When making a strategic decision in a deathmatch game, players consider many aspects of the game world. The concepts behind both factors and features are introduced in greater depth in Chapter 22, "Fighting Conditions," which covers decision making for weapon selection.
The most important factors in the decision are those depicting combat situations and the progression of the fight. Strategic decisions have an even broader scope than weapon selection, so additional factors of the game are considered.
Decisions are very subjective by nature. Aspects of the player's status play an important role in influencing the outcome. For example, both health and armor levels may affect tactical decisions, as do weapons and ammunition available. To a lesser extent, other items in the inventory may become factors of the decision.
In deathmatch games, strategies revolve around the other player(s), too. Visible properties of the enemies, such as their position or orientation, contribute the decision because they affect the player's situation in the game. As well as the relationship between players and their situation in space, the observed weapons and estimated health can become decision factors.

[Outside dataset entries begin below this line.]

use crate::{UrlError, UrlResult};
use url::Url;

/// Resolves a possibly-relative reference against a base URL
///
/// Absolute references come back normalized; relative ones are joined onto
/// the base. Fragments are preserved.
///
/// # Arguments
///
/// * `reference` - The attribute value to resolve
/// * `base` - The base URL string
///
/// # Returns
///
/// * `Ok(Url)` - The absolute URL
/// * `Err(UrlError)` - `base` or `reference` cannot be parsed
///
/// # Examples
///
/// ```
/// use pagelock::url::resolve;
///
/// let url = resolve("/about", "https://x.com/blog/post").unwrap();
/// assert_eq!(url.as_str(), "https://x.com/about");
///
/// let url = resolve("img/a.png#frag", "https://x.com/blog/").unwrap();
/// assert_eq!(url.as_str(), "https://x.com/blog/img/a.png#frag");
/// ```
pub fn resolve(reference: &str, base: &str) -> UrlResult<Url> {
    let base_url = Url::parse(base).map_err(|source| UrlError::Resolve {
        reference: reference.to_string(),
        base: base.to_string(),
        source,
    })?;
    resolve_against(reference, &base_url)
}

/// Resolves a reference against an already parsed base URL
pub fn resolve_against(reference: &str, base: &Url) -> UrlResult<Url> {
    base.join(reference).map_err(|source| UrlError::Resolve {
        reference: reference.to_string(),
        base: base.to_string(),
        source,
    })
}

/// Returns true for same-document references such as `#top`
pub fn is_fragment_only(reference: &str) -> bool {
    reference.starts_with('#')
}

/// Rewrites every candidate URL of a `srcset` value to absolute form
///
/// Candidates are split on commas, the first whitespace-separated token of
/// each is resolved and any size descriptors are kept as they were. A candidate
/// that fails to resolve is kept unchanged.
///
/// # Examples
///
/// ```
/// use pagelock::url::absolutize_srcset;
/// use url::Url;
///
/// let base = Url::parse("https://x.com/gallery/").unwrap();
/// assert_eq!(
///     absolutize_srcset("a.jpg 480w, /b.jpg 2x", &base),
///     "https://x.com/gallery/a.jpg 480w, https://x.com/b.jpg 2x"
/// );
/// ```
pub fn absolutize_srcset(srcset: &str, base: &Url) -> String {
    srcset
        .split(',')
        .map(str::trim)
        .filter(|candidate| !candidate.is_empty())
        .map(|candidate| {
            let mut parts = candidate.split_whitespace();
            let Some(path) = parts.next() else {
                return candidate.to_string();
            };
            let descriptors: Vec<&str> = parts.collect();

            match resolve_against(path, base) {
                Ok(absolute) if descriptors.is_empty() => absolute.to_string(),
                Ok(absolute) => format!("{} {}", absolute, descriptors.join(" ")),
                Err(e) => {
                    tracing::debug!("Keeping srcset candidate '{}': {}", candidate, e);
                    candidate.to_string()
                }
            }
        })
        .collect::<Vec<_>>()
        .join(", ")
}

The terrain affects the movement of all players, as well as the projectiles. The layout of the world can serve as cover and secure an escape, but can also trap the players and make them vulnerable. The disposition of the items is space also affects the best tactic. As such, high-level decisions should take the role of the environment into account.
Features of the Decision
Although factors are aspects of the game that could potentially be taken into account, features are used as inputs to the problem. Features are relevant bits of information required to make the best decision. Different properties of the environment, situation, and progression of the combat are used as features in the decision.
A set of features can be considered as an array of floating-point values corresponding to the strength of the feature: F = [f1,f2,K,fn]. This strength value is easily understood when constrained to the range [0..1]—interpreted as either a probability or plausibility (fuzzy degree of truth). The decision process can take into account either interpretation as long as all the values are consistent.